Alla fine, dispiace ammetterlo, anche Mina Settembre 2 – la serie tv in corso su Rai 1 la domenica sera – è stata risucchiata in quel vortice di luoghi comuni alla cui origine c’è un’idea distorta e controproducente di Napoli. Tutto nasce da Un Posto al Sole, che in oltre trent’anni di onorata attività ha trasformato ogni tentativo di raccontare la città in un ammasso di ovvietà, che molto ha a che vedere con quella filosofia fatalista e indulgente rispetto allo stato non positivo delle cose, così diffusa in molti ambienti culturali napoletani (“viviamo così bene e non si capisce perché dovremmo cambiare”).
Mina Settembre 2, la seconda stagione della fortunata serie tv che lo scorso anno regalò in piena pandemia un grande successo di pubblico e di critica alla protagonista Serena Rossi, questa volta sembra costruita, come capita spesso quando si tenta di spingere oltre ogni limite una storia che era già bella e conclusa, su una trama senza senso.
Siamo giunti ormai al quarto episodio di Mina Settembre 2 e la vita di Mina è onestamente rientrata nei parametri di un’esistenza tipica di una giovane della Napoli agiata e votata sostanzialmente alla ricerca della normalità: ha fatto pace con il fascinoso marito magistrato, ha fatto pace con la sua migliore amica, che aveva una storia con il padre defunto, da cui era nato un figlio/fratello all’insaputa di tutti, ha conservato un buon rapporto con Domenico, il ginecologo del consultorio, dopo aver archiviato la loro breve e intensa storia d’amore.

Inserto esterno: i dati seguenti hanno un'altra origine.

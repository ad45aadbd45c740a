/// A fatal condition that stops a parse.
///
/// Malformed markup is never fatal: it is recovered from and reported
/// through the [`ParseError`] diagnostics channel instead. These
/// errors come from misuse of the API or from documents which exhaust
/// the recovery budget.
#[derive(Clone, Copy, Debug, PartialEq)]
pub enum ParserError {
    /// A pathological document exhausted the tree-construction budget.
    BudgetExceeded,
    /// A fragment parse was requested with a context element that
    /// cannot have contents.
    InvalidFragmentContext,
}
impl std::error::Error for ParserError {}
impl std::fmt::Display for ParserError {
    fn fmt(&self, f: &mut std::fmt::Formatter<'_>) -> std::fmt::Result {
        f.write_str(self.into())
    }
}
impl From<ParserError> for &'static str {
    fn from(error: ParserError) -> Self {
        match error {
            ParserError::BudgetExceeded => "budget-exceeded",
            ParserError::InvalidFragmentContext => "invalid-fragment-context",
        }
    }
}
impl From<&ParserError> for &'static str {
    fn from(error: &ParserError) -> Self {
        (*error).into()
    }
}

/// A non-fatal markup error noticed while parsing.
///
/// Parsing always continues past these: the recovered tree reflects
/// what a browser would have built from the same bytes.
#[derive(Clone, Copy, Debug, PartialEq, Eq)]
pub enum ParseErrorKind {
    AbruptClosingOfComment,
    AbruptDoctype,
    AmbiguousAmpersand,
    CdataInHtmlContent,
    DuplicateAttribute,
    EndTagWithAttributes,
    EndTagWithTrailingSolidus,
    EofInComment,
    EofInDoctype,
    EofInTag,
    EofInText,
    EofBeforeTagName,
    ExpectedDoctypeButGotTag,
    MisnestedTag,
    MisplacedDoctype,
    MissingDoctype,
    NestedComment,
    NullCharacterInText,
    StrayEndTag,
    StrayStartTag,
    UnexpectedCharacterEncodingDeclaration,
    UnexpectedQuestionMarkInsteadOfTagName,
    UnexpectedSolidusInTag,
    UnclosedElementAtEof,
}
impl std::fmt::Display for ParseErrorKind {
    fn fmt(&self, f: &mut std::fmt::Formatter<'_>) -> std::fmt::Result {
        f.write_str(self.into())
    }
}
impl From<ParseErrorKind> for &'static str {
    fn from(kind: ParseErrorKind) -> Self {
        use ParseErrorKind as K;
        match kind {
            K::AbruptClosingOfComment => "abrupt-closing-of-comment",
            K::AbruptDoctype => "abrupt-doctype",
            K::AmbiguousAmpersand => "ambiguous-ampersand",
            K::CdataInHtmlContent => "cdata-in-html-content",
            K::DuplicateAttribute => "duplicate-attribute",
            K::EndTagWithAttributes => "end-tag-with-attributes",
            K::EndTagWithTrailingSolidus => "end-tag-with-trailing-solidus",
            K::EofInComment => "eof-in-comment",
            K::EofInDoctype => "eof-in-doctype",
            K::EofInTag => "eof-in-tag",
            K::EofInText => "eof-in-text",
            K::EofBeforeTagName => "eof-before-tag-name",
            K::ExpectedDoctypeButGotTag => "expected-doctype-but-got-tag",
            K::MisnestedTag => "misnested-tag",
            K::MisplacedDoctype => "misplaced-doctype",
            K::MissingDoctype => "missing-doctype",
            K::NestedComment => "nested-comment",
            K::NullCharacterInText => "null-character-in-text",
            K::StrayEndTag => "stray-end-tag",
            K::StrayStartTag => "stray-start-tag",
            K::UnexpectedCharacterEncodingDeclaration => {
                "unexpected-character-encoding-declaration"
            }
            K::UnexpectedQuestionMarkInsteadOfTagName => {
                "unexpected-question-mark-instead-of-tag-name"
            }
            K::UnexpectedSolidusInTag => "unexpected-solidus-in-tag",
            K::UnclosedElementAtEof => "unclosed-element-at-eof",
        }
    }
}
impl From<&ParseErrorKind> for &'static str {
    fn from(kind: &ParseErrorKind) -> Self {
        (*kind).into()
    }
}

/// Where in the source a diagnostic was noticed.
///
/// `line` and `column` are 1-based; `offset` is the byte offset into
/// the full input stream.
#[derive(Clone, Copy, Debug, PartialEq, Eq)]
pub struct SourcePosition {
    pub offset: usize,
    pub line: usize,
    pub column: usize,
}

#[derive(Clone, Copy, Debug, PartialEq)]
pub struct ParseError {
    pub kind: ParseErrorKind,
    pub at: SourcePosition,
}
impl std::fmt::Display for ParseError {
    fn fmt(&self, f: &mut std::fmt::Formatter<'_>) -> std::fmt::Result {
        write!(f, "{} at {}:{}", self.kind, self.at.line, self.at.column)
    }
}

L’eccesso di normalità che circonda la vita di Mina Settembre non può ovviamente che spingere la poverina in analisi. Il vecchio professore che l’aveva assistita e curata dopo la morte del padre – figura che ovviamente rimane centrale nella psicologia di Mina – è stato sostituito da una fascinosa dottoressa, che è a sua volta invaghita di Domenico. Siamo già al quarto episodio di Mina Settembre 2, e ancora questo intreccio non si è svelato completamente ai nostri protagonisti. Per cui è facilmente immaginabile che quando Mina Settembre scoprirà la relazione tra il suo ex e la psicologa di fiducia ricadrà nuovamente nella spirale di chi si sente circondata da persone che le mentono e reagirà a modo suo. E in quel momento capirà che la storia sentimentale avuta con il ginecologo non è del tutto finita. Motivo sufficiente per non dover attendere con ansia le prossime puntate.
Quello che però colpisce di questa nuova stagione di Mina Settembre 2 è quanto sia ancora una volta utilizzata da parte degli autori una chiave di lettura “buonista” e “permissiva” delle azioni della nostra assistente sociale quando opera nei vicoli più poveri della città. Tra un tentativo di truffa smascherato ai danni di un gruppo di anziane signore e la partecipazione a un’occupazione abusiva – “a fin di bene” – di una fabbrica abbandonata (tutte azioni coronate da successo grazie al marito magistrato e al pronto intervento delle forze dell’ordine), Mina Settembre sembra una specie di angelo custode pronto a giustificare tutto ciò che accade, basta dire che “è bene quello che finisce bene”. Intorno, sullo sfondo, una Napoli che non esiste dove i servizi pubblici funzionano, si circola senza mai incontrare un po’ di traffico, si sale su autobus pulitissimi e dove c’è posto per tutti, e dove i comuni cittadini possono contare su interventi immediati delle autorità locali.
Dunque – in soldoni – la serie tv Mina Settembre 2 è vittima dell’eccesso di finzione, ed è un peccato soprattutto per lo sforzo che anche stavolta fa Serena Rossi a tenere in piedi il racconto con un’efficace interpretazione, così come non sono sufficienti gli stessi contributi di importanti attori napoletani, a cominciare dalla new entry Marisa Laurito, nei panni di zia Rosa, donna tutta cucina e lavori domestici, da Massimo Wertmüller che interpreta il noioso generale Gagliardi e dalla madre di Mina, Olga, nel cui ruolo ritroviamo Marina Confalone.
Un’occasione persa per Mina Settembre 2, dunque, persa nel senso che chi dirige la Rai dovrebbe avere più coraggio nel non abusare di ogni successo, trascinandolo oltre ogni limite, pur di estirpare fino all’ultima goccia di audience.